Linguagem Corporal X Comunicação Não Verbal
A primeira distinção se dá entre os termos “linguagem corporal” e “comunicação não verbal”. De uma forma resumida, o segundo é mais abrangente, isto é, a comunicação não verbal diz respeito ao estudo dos símbolos e signos que podem ir desde uma placa de trânsito e que flertam com os saberes da semiótica. Já a linguagem corporal costuma envolver os gestos e ações do corpo que acontecem paralelo ou independentemente do conteúdo verbal. Nesse campo de estudo entram componentes dinâmicos como postura, expressões faciais, gestos, toques e qualidade da voz. Compreendo que o termo mais pertinente para utilizarmos ao longo desse texto será o da comunicação não verbal na interação humana, pois esse abrange os elementos dinâmicos que citei, mas também os elementos estáticos da aparência de alguém (sua roupa, cabelo, cheiro…) que também são comunicadores.
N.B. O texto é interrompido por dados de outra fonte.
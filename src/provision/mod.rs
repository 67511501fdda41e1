//! Hand Pose Model Provisioning
//!
//! Makes sure a hand pose detector is loaded before tracking begins. Loading
//! happens in two independently failing stages: the inference runtime, then
//! the detector library built on top of it.
//!
//! # Sequence
//!
//! ```text
//! ensure_ready()
//!   ├─> cached detector? ──────────────────────────> true
//!   ├─> runtime present?
//!   │     └─ no: inject (max_attempts, retry_backoff between failures)
//!   ├─> initialize runtime (ready handshake)
//!   ├─> detector library present?
//!   │     └─ no: load, then settle_delay
//!   ├─> detector still unavailable? ───────────────> false
//!   └─> create detector (model, lite, 1 hand, backend), cache ──> true
//! ```
//!
//! The runtime is an injected [`InferenceRuntime`] capability rather than
//! ambient global state, so tests substitute a double and hosts decide how
//! scripts or shared libraries are actually loaded.

mod provisioner;

pub use provisioner::{ModelProvisioner, ProvisioningConfig};

use async_trait::async_trait;
use std::sync::Arc;
use thiserror::Error;

use crate::pose::{DetectorConfig, PoseEstimator};

/// Default number of runtime load attempts
pub const DEFAULT_MAX_ATTEMPTS: u32 = 3;

/// Default delay between failed runtime load attempts (ms)
pub const DEFAULT_RETRY_BACKOFF_MS: u64 = 1000;

/// Default delay after the detector library reports loaded (ms)
pub const DEFAULT_SETTLE_DELAY_MS: u64 = 500;

/// Result type for provisioning operations
pub type Result<T> = std::result::Result<T, ProvisionError>;

/// Provisioning error types
#[derive(Error, Debug, Clone, PartialEq)]
pub enum ProvisionError {
    /// A single runtime load attempt failed
    #[error("Inference runtime injection failed: {0}")]
    RuntimeInjection(String),

    /// Every runtime load attempt failed
    #[error("Inference runtime unavailable after {attempts} attempts")]
    RetriesExhausted {
        /// Attempts made
        attempts: u32,
    },

    /// The runtime loaded but its ready handshake failed
    #[error("Inference runtime initialization failed: {0}")]
    Initialization(String),

    /// The detector library failed to load
    #[error("Hand pose detector library failed to load: {0}")]
    DetectorLoad(String),

    /// The detector library is still missing after loading
    #[error("Hand pose detector unavailable after loading")]
    DetectorUnavailable,

    /// The detector constructor failed
    #[error("Hand pose detector creation failed: {0}")]
    DetectorCreation(String),
}

/// Loader for the inference runtime and hand pose detector
///
/// Each async method resolves once the corresponding load or error signal
/// has been observed.
#[async_trait]
pub trait InferenceRuntime: Send + Sync {
    /// Whether the inference runtime is already loaded
    fn runtime_present(&self) -> bool;

    /// Load the inference runtime
    async fn inject_runtime(&self) -> Result<()>;

    /// Ready handshake required before any model is constructed
    async fn initialize(&self) -> Result<()>;

    /// Whether the detector library is loaded and its constructor usable
    fn detector_available(&self) -> bool;

    /// Load the detector library
    async fn load_detector_library(&self) -> Result<()>;

    /// Construct a detector
    async fn create_detector(&self, config: &DetectorConfig) -> Result<Arc<dyn PoseEstimator>>;
}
Elementos Dinâmicos, Elementos Estáticos e Congruência
Esses 2 tipos de elementos ou componentes (o dinâmico e o estático) acabam por comunicar fenômenos diferentes. Os elementos dinâmicos, como as expressões faciais, dizem respeito ao estado e/ou reação de uma pessoa frente a um contexto, informação ou questionamento, isto é, uma interação. Se eu pergunto para um candidato como foi a saída dele do último emprego, ele pode exibir alguns comportamentos faciais que a literatura associa à experiências emocionais. De uma forma prática, ele pode contrair o músculo zigomático maior, responsável pela mímica do sorriso, ou então abaixar a cabeça, pressionar os lábios e elevar o queixo. Esses sinais apontam para afetos distintos do candidato e um entrevistador que sabe interpretar esses sinais em tempo real pode usar essas informações para aprofundar um tópico, mudar o tom da pergunta e, ao mesmo tempo, ir traçando o perfil dessa pessoa.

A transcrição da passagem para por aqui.